Okro or okra is a very FATLOSS FRIENDLY vegetable. Okro is low in calories and a good source of dietary fiber. The slimy mucilage substance helps to move food along the gut and eases constipation.

1/2 cup (80g) = 25 calories, 2g CARBS

If you’re trying to lose weight or maintain a healthy weight, eating more low-energy-dense foods like okra can help.

Here’s how I made mine…

What you need:

One pound okro
1 pound meat (I use beef and smoked fish)
1/2 cup onions, chopped
1/4 cup ground Njanga (crayfish)
1 tablespoon minced ginger and garlic
Salt and seasoning cubes to taste
Hot pepper (optional)
3 cups of chopped Spinach
1/2 cup ground Egusi

What you do:
Season meat with garlic, ginger, salt, seasoning cubes.
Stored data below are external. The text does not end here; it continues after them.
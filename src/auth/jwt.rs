use std::time::Duration;

use axum::extract::FromRef;
use jsonwebtoken::{decode, encode, errors::ErrorKind, DecodingKey, EncodingKey, Header, Validation};
use rand::{rngs::OsRng, RngCore};
use serde::{de::DeserializeOwned, Serialize};
use time::{Duration as TimeDuration, OffsetDateTime};
use tracing::debug;

use super::claims::{AccessClaims, TokenKind, VerificationClaims};
use crate::{config::JwtConfig, state::AppState};

#[derive(Debug, Clone, Copy, PartialEq, Eq, thiserror::Error)]
pub enum TokenError {
    #[error("token expired")]
    Expired,
    #[error("token malformed or signature invalid")]
    Malformed,
}

/// Upper bound for configured lifetimes; larger values are clamped.
const MAX_TTL_MINUTES: i64 = 60 * 24 * 365 * 100;

fn ttl_from_minutes(minutes: i64) -> Duration {
    Duration::from_secs(minutes.clamp(0, MAX_TTL_MINUTES) as u64 * 60)
}

/// Signing and verification keys derived from the single process-wide secret.
#[derive(Clone)]
pub struct JwtKeys {
    pub encoding: EncodingKey,
    pub decoding: DecodingKey,
    pub issuer: String,
    pub audience: String,
    pub access_ttl: Duration,
    pub verification_ttl: Duration,
}

impl FromRef<AppState> for JwtKeys {
    fn from_ref(state: &AppState) -> Self {
        Self::from_config(&state.config.jwt)
    }
}

impl JwtKeys {
    pub fn from_config(cfg: &JwtConfig) -> Self {
        Self {
            encoding: EncodingKey::from_secret(cfg.secret.as_bytes()),
            decoding: DecodingKey::from_secret(cfg.secret.as_bytes()),
            issuer: cfg.issuer.clone(),
            audience: cfg.audience.clone(),
            access_ttl: ttl_from_minutes(cfg.ttl_minutes),
            verification_ttl: ttl_from_minutes(cfg.verification_ttl_minutes),
        }
    }

    fn window(&self, ttl: Duration) -> (usize, usize) {
        let now = OffsetDateTime::now_utc();
        let exp = now + TimeDuration::seconds(ttl.as_secs() as i64);
        (now.unix_timestamp() as usize, exp.unix_timestamp() as usize)
    }

    fn sign<C: Serialize>(&self, claims: &C) -> anyhow::Result<String> {
        Ok(encode(&Header::default(), claims, &self.encoding)?)
    }

    fn verify<C: DeserializeOwned>(&self, token: &str) -> Result<C, TokenError> {
        let mut validation = Validation::default();
        validation.set_audience(std::slice::from_ref(&self.audience));
        validation.set_issuer(std::slice::from_ref(&self.issuer));
        decode::<C>(token, &self.decoding, &validation)
            .map(|data| data.claims)
            .map_err(|e| match e.kind() {
                ErrorKind::ExpiredSignature => TokenError::Expired,
                _ => TokenError::Malformed,
            })
    }

    pub fn sign_access(&self, email: &str) -> anyhow::Result<String> {
        let (iat, exp) = self.window(self.access_ttl);
        let token = self.sign(&AccessClaims {
            email: email.to_string(),
            iat,
            exp,
            iss: self.issuer.clone(),
            aud: self.audience.clone(),
            kind: TokenKind::Access,
        })?;
        debug!(%email, "access token signed");
        Ok(token)
    }

    pub fn verify_access(&self, token: &str) -> Result<AccessClaims, TokenError> {
        let claims: AccessClaims = self.verify(token)?;
        if claims.kind != TokenKind::Access {
            return Err(TokenError::Malformed);
        }
        Ok(claims)
    }

    pub fn sign_verification(&self, email: &str) -> anyhow::Result<String> {
        let (iat, exp) = self.window(self.verification_ttl);
        let token = self.sign(&VerificationClaims {
            email: email.to_string(),
            verified: true,
            iat,
            exp,
            iss: self.issuer.clone(),
            aud: self.audience.clone(),
            kind: TokenKind::EmailVerification,
        })?;
        debug!(%email, "verification token signed");
        Ok(token)
    }

    pub fn verify_verification(&self, token: &str) -> Result<VerificationClaims, TokenError> {
        let claims: VerificationClaims = self.verify(token)?;
        if claims.kind != TokenKind::EmailVerification {
            return Err(TokenError::Malformed);
        }
        Ok(claims)
    }
}

/// 256 random bits, hex encoded. Checked by equality against the session, never signed.
pub fn issue_state_nonce() -> String {
    let mut bytes = [0u8; 32];
    OsRng.fill_bytes(&mut bytes);
    hex::encode(bytes)
}

#[cfg(test)]
mod tests {
    use super::*;

    fn make_keys(secret: &str, issuer: &str, audience: &str) -> JwtKeys {
        JwtKeys::from_config(&JwtConfig {
            secret: secret.into(),
            issuer: issuer.into(),
            audience: audience.into(),
            ttl_minutes: 60 * 24 * 7,
            verification_ttl_minutes: 60 * 24,
        })
    }

    #[test]
    fn sign_and_verify_access_token() {
        let keys = make_keys("dev-secret", "test-issuer", "test-aud");
        let token = keys.sign_access("a@example.com").expect("sign access");
        let claims = keys.verify_access(&token).expect("verify token");
        assert_eq!(claims.email, "a@example.com");
        assert_eq!(claims.iss, "test-issuer");
        assert_eq!(claims.aud, "test-aud");
        assert_eq!(claims.exp - claims.iat, 7 * 24 * 3600);
    }

    #[test]
    fn verification_token_carries_flag_and_one_day_expiry() {
        let keys = make_keys("dev-secret", "iss", "aud");
        let token = keys.sign_verification("a@example.com").expect("sign");
        let claims = keys.verify_verification(&token).expect("verify");
        assert_eq!(claims.email, "a@example.com");
        assert!(claims.verified);
        assert_eq!(claims.exp - claims.iat, 24 * 3600);
    }

    #[test]
    fn token_kinds_are_not_interchangeable() {
        let keys = make_keys("dev-secret", "iss", "aud");
        let access = keys.sign_access("a@example.com").unwrap();
        let verification = keys.sign_verification("a@example.com").unwrap();
        assert_eq!(keys.verify_verification(&access).unwrap_err(), TokenError::Malformed);
        assert_eq!(keys.verify_access(&verification).unwrap_err(), TokenError::Malformed);
    }

    #[test]
    fn expired_token_is_reported_as_expired() {
        let keys = make_keys("dev-secret", "iss", "aud");
        let now = OffsetDateTime::now_utc().unix_timestamp() as usize;
        let stale = keys
            .sign(&AccessClaims {
                email: "a@example.com".into(),
                iat: now - 8 * 24 * 3600,
                exp: now - 24 * 3600,
                iss: "iss".into(),
                aud: "aud".into(),
                kind: TokenKind::Access,
            })
            .unwrap();
        assert_eq!(keys.verify_access(&stale).unwrap_err(), TokenError::Expired);
    }

    #[test]
    fn verify_rejects_other_secret_and_garbage() {
        let good = make_keys("secret-a", "iss", "aud");
        let bad = make_keys("secret-b", "iss", "aud");
        let token = good.sign_access("a@example.com").unwrap();
        assert_eq!(bad.verify_access(&token).unwrap_err(), TokenError::Malformed);
        assert_eq!(good.verify_access("not.a.jwt").unwrap_err(), TokenError::Malformed);
    }

    #[test]
    fn verify_rejects_wrong_issuer_or_audience() {
        let good = make_keys("same-secret", "good-iss", "good-aud");
        let other = make_keys("same-secret", "bad-iss", "bad-aud");
        let token = good.sign_access("a@example.com").unwrap();
        assert!(other.verify_access(&token).is_err());
    }

    #[test]
    fn oversized_and_negative_lifetimes_are_clamped() {
        let keys = JwtKeys::from_config(&JwtConfig {
            secret: "s".into(),
            issuer: "i".into(),
            audience: "a".into(),
            ttl_minutes: i64::MAX,
            verification_ttl_minutes: -5,
        });
        assert_eq!(keys.access_ttl, Duration::from_secs(MAX_TTL_MINUTES as u64 * 60));
        assert_eq!(keys.verification_ttl, Duration::ZERO);

        let token = keys.sign_access("a@example.com").unwrap();
        assert_eq!(keys.verify_access(&token).unwrap().email, "a@example.com");
    }

    #[test]
    fn state_nonce_is_256_bit_hex() {
        let a = issue_state_nonce();
        let b = issue_state_nonce();
        assert_eq!(a.len(), 64);
        assert!(a.chars().all(|c| c.is_ascii_hexdigit()));
        assert_ne!(a, b);
    }
}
Add onions and enough water to cover meat in a pot and provide stock for the fish. Cook until tender (~30-40 minutes)

Wash the okra, remove the tops and tails. You can use a food processor to chop the the okra to a coarse consistency or you can finely chop the okra into coarse consistency with a knife. Alternatively, use a grater.

Add the ground crayfish and egusi into the pot of cooked meat and cook on low heat for an additional 10 minutes.
Add okro, cook for another 5 minutes. Add the spinach and stir for about a minute or 2 .

Serve warm with fufu.

If eating for fatloss, skip the fufu or limit to no more than 1/2 cup.


Sea bass has a rich, melt-in-your-mouth flavor and very FATLOSS FRIENDLY. After watching a video about farm raised tilapia, my love for tilapia is fading.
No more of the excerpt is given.